Lessons need to be learned after the saga over Sue Gray's move to become Keir Starmer's chief of staff.

Sue Gray, senior civil servant, walking through Whitehall. She is wearing a pink coat and is carrying a coffee cup.
Former senior civil servant Sue Gray has been cleared to start working for the Labour Party in September.

The regulator of post-employment restrictions has demonstrated its independence but the circus around Sue Gray’s new job shows a system in need of an overhaul, argue Jordan Urban and Alex Thomas

After months of fury, whether real or confected, from government ministers and plenty of angst from senior civil servants, the Advisory Committee on Business Appointments (ACOBA) has decided to recommend Sue Gray serves a six-month waiting period before taking up her post as Keir Starmer’s new chief of staff. The prime minister has accepted the ruling, so Gray will be able to take up her new role in September. 

It is welcome that ACOBA has demonstrated its independence and resisted a punitive approach, and that the prime minister has not overruled the committee. But Gray’s move to the Labour Party has exposed long-standing flaws in the way that the movement of civil servants into and out of government is regulated. It is impossible to conclude that this process has worked well. 

Civil servants must be able to move to political jobs with reasonable safeguards 

Gray’s choice to accept a role as Labour’s chief of staff was controversial, but not unprecedented. Since 1997, three No.10 chiefs of staff – the most senior political aide in government – have had a civil service background. Recently Lord Frost made the transition from civil servant to special adviser and then cabinet minister and Conservative peer (albeit after a gap); Siobhan Benita resigned from the Department of Health to twice run for London mayor, first as an independent and then as a Liberal Democrat; and former civil servant Alicia Kearns is now a senior Conservative MP and chair of the Foreign Affairs Select Committee. 
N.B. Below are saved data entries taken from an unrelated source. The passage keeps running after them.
// Copyright (c) 2026 ptdbg Authors.
//
// Licensed under the Apache License, Version 2.0 (the "License");
// you may not use this file except in compliance with the License.
// You may obtain a copy of the License at
//
//     http://www.apache.org/licenses/LICENSE-2.0
//
// Unless required by applicable law or agreed to in writing, software
// distributed under the License is distributed on an "AS IS" BASIS,
// WITHOUT WARRANTIES OR CONDITIONS OF ANY KIND, either express or implied.
// See the License for the specific language governing permissions and
// limitations under the License.

//! Query surface over the compilation units, function entries and line
//! tables extracted from the executable's DWARF.
//!
//! All addresses here are link-time addresses as recorded in the debug info;
//! the session applies the load bias of position-independent executables.

use std::ops::Range;

use log::debug;

use crate::elf_items::FileTable;
use crate::error::{DebugError, Result};
use crate::utils::path_ends_with;

#[derive(Debug, Clone, PartialEq, Eq)]
pub struct FunctionEntry {
    pub name: String,
    pub low_pc: u64,
    /// One past the last instruction.
    pub high_pc: u64,
}

impl FunctionEntry {
    pub fn contains(&self, pc: u64) -> bool {
        self.low_pc <= pc && pc < self.high_pc
    }
}

#[derive(Debug, Clone, Copy, PartialEq, Eq)]
pub struct LineRow {
    pub address: u64,
    pub file_id: u32,
    /// Zero when the compiler attributed the address to no line.
    pub line: u64,
    pub is_stmt: bool,
    /// Marks the first address past a sequence; covers nothing itself.
    pub end_sequence: bool,
}

#[derive(Debug, Clone, Default)]
pub struct CompileUnit {
    /// Primary source file name (DW_AT_name).
    pub name: String,
    pub ranges: Vec<Range<u64>>,
    pub functions: Vec<FunctionEntry>,
    /// Rows in emission order; addresses never decrease within a sequence.
    pub lines: Vec<LineRow>,
}

impl CompileUnit {
    pub fn contains(&self, pc: u64) -> bool {
        self.ranges.iter().any(|r| r.contains(&pc))
    }

    /// Index of the row whose range `[row.address, next.address)` covers `pc`.
    fn covering_row(&self, pc: u64) -> Option<usize> {
        self.lines.windows(2).position(|pair| {
            !pair[0].end_sequence && pair[0].address <= pc && pc < pair[1].address
        })
    }
}

/// A line-table row with its file resolved.
#[derive(Debug, Clone, PartialEq, Eq)]
pub struct LineEntry {
    pub address: u64,
    pub file: String,
    pub line: u64,
    pub is_stmt: bool,
}

pub struct DebugInfo {
    units: Vec<CompileUnit>,
    files: FileTable,
}

impl DebugInfo {
    pub fn new(units: Vec<CompileUnit>, files: FileTable) -> Self {
        Self { units, files }
    }

    pub fn units(&self) -> &[CompileUnit] {
        &self.units
    }

    pub fn file_name(&self, id: u32) -> &str {
        self.files.get_by_id(id).map(String::as_str).unwrap_or("??")
    }

    fn unit_for(&self, pc: u64) -> Option<&CompileUnit> {
        self.units.iter().find(|u| u.contains(pc))
    }

    /// First top-level function of the unit owning `pc` whose range holds it.
    pub fn function_containing(&self, pc: u64) -> Result<&FunctionEntry> {
        self.unit_for(pc)
            .and_then(|u| u.functions.iter().find(|f| f.contains(pc)))
            .ok_or(DebugError::UnknownFunction(pc))
    }

    pub fn line_entry_for(&self, pc: u64) -> Result<LineEntry> {
        let unit = self.unit_for(pc).ok_or(DebugError::UnknownLineEntry(pc))?;
        let idx = unit.covering_row(pc).ok_or(DebugError::UnknownLineEntry(pc))?;
        Ok(self.entry(&unit.lines[idx]))
    }

    fn entry(&self, row: &LineRow) -> LineEntry {
        LineEntry {
            address: row.address,
            file: self.file_name(row.file_id).to_string(),
            line: row.line,
            is_stmt: row.is_stmt,
        }
    }

    /// Post-prologue address of every function called `name`: the row after
    /// the one covering the function's low PC. Functions without line rows
    /// fall back to their low PC.
    pub fn function_breakpoint_addresses(&self, name: &str) -> Result<Vec<u64>> {
        let mut found = false;
        let mut addresses = Vec::new();
        for unit in &self.units {
            for func in unit.functions.iter().filter(|f| f.name == name) {
                found = true;
                let addr = match unit.covering_row(func.low_pc) {
                    Some(idx) => match unit.lines.get(idx + 1) {
                        Some(next) if !next.end_sequence => next.address,
                        _ => unit.lines[idx].address,
                    },
                    None => func.low_pc,
                };
                debug!("{} [{:#x}, {:#x}) -> breakpoint at {:#x}", name, func.low_pc, func.high_pc, addr);
                if !addresses.contains(&addr) {
                    addresses.push(addr);
                }
            }
        }
        if !found {
            return Err(DebugError::NoSuchFunction(name.to_string()));
        }
        Ok(addresses)
    }

    /// Address of the first statement row for `line` in a unit whose primary
    /// source name ends with `file`. Rows inlined from other files into the
    /// unit do not count. `None` when nothing matches.
    pub fn line_breakpoint_address(&self, file: &str, line: u64) -> Option<u64> {
        self.units
            .iter()
            .filter(|u| path_ends_with(&u.name, file))
            .find_map(|u| {
                u.lines
                    .iter()
                    .find(|r| {
                        r.is_stmt
                            && !r.end_sequence
                            && r.line == line
                            && path_ends_with(self.file_name(r.file_id), file)
                    })
                    .map(|r| r.address)
            })
    }

    /// Statement-row addresses of `func`, walking its unit's line table from
    /// the row at the function's low PC up to its high PC.
    pub fn statement_addresses(&self, func: &FunctionEntry) -> Result<Vec<u64>> {
        let unit = self
            .unit_for(func.low_pc)
            .ok_or(DebugError::UnknownLineEntry(func.low_pc))?;
        let start = unit
            .covering_row(func.low_pc)
            .ok_or(DebugError::UnknownLineEntry(func.low_pc))?;
        Ok(unit.lines[start..]
            .iter()
            .take_while(|r| !r.end_sequence && r.address < func.high_pc)
            .filter(|r| r.is_stmt)
            .map(|r| r.address)
            .collect())
    }
}

#[cfg(test)]
pub(crate) mod tests {
    use super::*;

    fn row(address: u64, line: u64, is_stmt: bool) -> LineRow {
        LineRow {
            address,
            file_id: 1,
            line,
            is_stmt,
            end_sequence: false,
        }
    }

    fn end(address: u64) -> LineRow {
        LineRow {
            address,
            file_id: 1,
            line: 0,
            is_stmt: false,
            end_sequence: true,
        }
    }

    /// Two functions in `src/prog.c`:
    ///
    /// ```text
    /// callee: 0x1000..0x1020   lines 2 (entry), 3, 4
    /// main:   0x1020..0x1060   lines 7 (entry), 8 (call), 9, 9 (non-stmt), 10
    /// ```
    pub(crate) fn sample() -> DebugInfo {
        let mut files = FileTable::new();
        let id = files.intern("/work/src/prog.c".to_string());
        assert_eq!(id, 1);
        let unit = CompileUnit {
            name: "/work/src/prog.c".to_string(),
            ranges: vec![0x1000..0x1060],
            functions: vec![
                FunctionEntry {
                    name: "callee".to_string(),
                    low_pc: 0x1000,
                    high_pc: 0x1020,
                },
                FunctionEntry {
                    name: "main".to_string(),
                    low_pc: 0x1020,
                    high_pc: 0x1060,
                },
            ],
            lines: vec![
                row(0x1000, 2, true),
                row(0x1008, 3, true),
                row(0x1010, 4, true),
                row(0x1020, 7, true),
                row(0x1028, 8, true),
                row(0x1030, 9, true),
                row(0x1038, 9, false),
                row(0x1040, 10, true),
                end(0x1060),
            ],
        };
        DebugInfo::new(vec![unit], files)
    }

    /// `sample` with the non-statement row at `address` replaced by a
    /// statement row at line 0.
    pub(crate) fn sample_with_line_zero_at(address: u64) -> DebugInfo {
        let mut info = sample();
        for r in info.units[0].lines.iter_mut().filter(|r| r.address == address) {
            *r = row(address, 0, true);
        }
        info
    }

    #[test]
    fn function_lookup_uses_half_open_ranges() {
        let info = sample();
        assert_eq!(info.function_containing(0x1000).unwrap().name, "callee");
        assert_eq!(info.function_containing(0x101f).unwrap().name, "callee");
        assert_eq!(info.function_containing(0x1020).unwrap().name, "main");
        assert!(matches!(
            info.function_containing(0x1060),
            Err(DebugError::UnknownFunction(0x1060))
        ));
    }

    #[test]
    fn line_lookup_picks_the_covering_row() {
        let info = sample();
        let e = info.line_entry_for(0x102c).unwrap();
        assert_eq!((e.address, e.line), (0x1028, 8));
        assert_eq!(e.file, "/work/src/prog.c");
        assert_eq!(info.line_entry_for(0x1038).unwrap().line, 9);
        assert!(matches!(
            info.line_entry_for(0x1060),
            Err(DebugError::UnknownLineEntry(_))
        ));
    }

    #[test]
    fn function_breakpoint_skips_the_entry_row() {
        let info = sample();
        assert_eq!(info.function_breakpoint_addresses("main").unwrap(), vec![0x1028]);
        assert_eq!(info.function_breakpoint_addresses("callee").unwrap(), vec![0x1008]);
        assert!(matches!(
            info.function_breakpoint_addresses("nope"),
            Err(DebugError::NoSuchFunction(_))
        ));
    }

    #[test]
    fn duplicate_static_functions_all_resolve() {
        let mut info = sample();
        let mut other = info.units[0].clone();
        other.name = "/work/src/other.c".to_string();
        for f in &mut other.functions {
            f.low_pc += 0x1000;
            f.high_pc += 0x1000;
        }
        for r in &mut other.lines {
            r.address += 0x1000;
        }
        other.ranges = vec![0x2000..0x2060];
        info.units.push(other);
        assert_eq!(
            info.function_breakpoint_addresses("callee").unwrap(),
            vec![0x1008, 0x2008]
        );
    }

    #[test]
    fn line_breakpoint_matches_path_suffix_and_statements() {
        let info = sample();
        assert_eq!(info.line_breakpoint_address("prog.c", 9), Some(0x1030));
        assert_eq!(info.line_breakpoint_address("src/prog.c", 10), Some(0x1040));
        assert_eq!(info.line_breakpoint_address("/work/src/prog.c", 3), Some(0x1008));
        assert_eq!(info.line_breakpoint_address("other.c", 9), None);
        assert_eq!(info.line_breakpoint_address("prog.c", 99), None);
    }

    #[test]
    fn statement_walk_stays_inside_the_function() {
        let info = sample();
        let main = info.function_containing(0x1020).unwrap().clone();
        assert_eq!(
            info.statement_addresses(&main).unwrap(),
            vec![0x1020, 0x1028, 0x1030, 0x1040]
        );
        let callee = info.function_containing(0x1000).unwrap().clone();
        assert_eq!(
            info.statement_addresses(&callee).unwrap(),
            vec![0x1000, 0x1008, 0x1010]
        );
    }
}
But Gray was in a much more senior role when she left the civil service, and had occupied much more politically sensitive positions. Gray’s previous job as the Cabinet Office’s head of propriety and ethics – and her continued involvement in that area, including through the ‘partygate’ investigation – does make this an unusual case. Now that she has made the transition to former employee, it is legitimate for the government to seek to protect its interests, just as any private company would do. But Gray, and any other senior civil servant who wants a path into party politics, also has the right to expect that the system regulating movement into and out of government works better than it currently does. 
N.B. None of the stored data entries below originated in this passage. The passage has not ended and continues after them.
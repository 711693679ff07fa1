use super::Builder;
use crate::dialect::Dialect;
use crate::error::AsmResult;
use crate::param::ParamList;
use crate::statement::{Statement, StatementKind};

/// One entry of a SELECT list.
#[derive(Debug, Clone, PartialEq, Eq)]
pub struct Column {
    expr: String,
    quote: bool,
}

impl Column {
    /// A column name quoted through the dialect.
    pub fn quoted(name: impl Into<String>) -> Self {
        Self {
            expr: name.into(),
            quote: true,
        }
    }

    /// An expression written verbatim.
    pub fn raw(expr: impl Into<String>) -> Self {
        Self {
            expr: expr.into(),
            quote: false,
        }
    }

    pub(crate) fn wildcard() -> Self {
        Self::raw("*")
    }

    pub(crate) fn is_wildcard(&self) -> bool {
        !self.quote && self.expr == "*"
    }

    /// Column text as written by the caller.
    pub fn expr(&self) -> &str {
        &self.expr
    }

    pub fn to_sql(&self, dialect: &dyn Dialect) -> String {
        if self.quote {
            dialect.quote_identifier(&self.expr)
        } else {
            self.expr.clone()
        }
    }
}

impl Builder {
    /// Render `SELECT cols FROM table [WHERE ...] [ORDER BY ...] [group]
    /// [LIMIT ?] [OFFSET ?]`.
    pub fn for_select(&self) -> AsmResult<Statement> {
        let dialect = self.dialect.as_ref();
        let mut params = ParamList::new();

        let cols: Vec<String> = self.columns.iter().map(|c| c.to_sql(dialect)).collect();
        let mut sql = format!("SELECT {} FROM {}", cols.join(", "), self.table_sql()?);

        self.push_where(&mut sql, &mut params)?;
        self.order.append_to(&mut sql);
        if let Some(group) = &self.group {
            sql.push(' ');
            sql.push_str(group);
        }
        self.push_pagination(&mut sql, &mut params)?;

        self.finish(StatementKind::Select, sql, params)
    }
}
Much of the debate has been about the extent of Gray’s contact with the Labour Party while still a civil servant. Reports suggest that the government believe she broke the civil service code. 4 Beth Rigby, Twitter, 30 June 2023,  But the lack of clarity over what is and is not acceptable put her in a difficult position. Clearly to take a job with Labour she had to talk to them first. But who was Gray meant to inform when contact was first made – presumably the permanent secretary in her department or the cabinet secretary? What were their obligations to pass on – or not – that information to ministers and the prime minister? Should Gray have recused herself from certain activities while in discussions with Labour – and how would she have done that while maintaining reasonable confidentiality about the recruitment process? ACOBA found “no evidence” that she had acted improperly or favoured Labour in her official duties. But it is still unsatisfactory that there was no established route for her to follow when seeking the chief of staff job. 

It is also unfair to Gray that the snail-like ACOBA process forced her to wait months to get clarity on her future while a psychodrama about her employment status played out in public. And, although it is welcome that both Gray and the Labour Party committed to abiding by ACOBA’s judgement, it undermines the system that they – or others – can choose to ignore the rules without sanction. 

The system regulating conflicts of interest must be overhauled 

The Gray saga should be a catalyst for an overhaul. To regulate post-employment activity the government should introduce a system of ‘restrictive covenants’ – agreements written into civil servants’ contracts that set out how restrictions on their activity will work after they leave the civil service. Recommended by the Boardman Review in response to the Lex Greensill affair (and in previous Institute work), such rules would provide certainty to all parties ahead of time. If the government feels strongly that a former head of propriety and ethics should have to wait longer than six months before taking on a new role, it is only fair that this is a known condition of them taking on the role in the first place.  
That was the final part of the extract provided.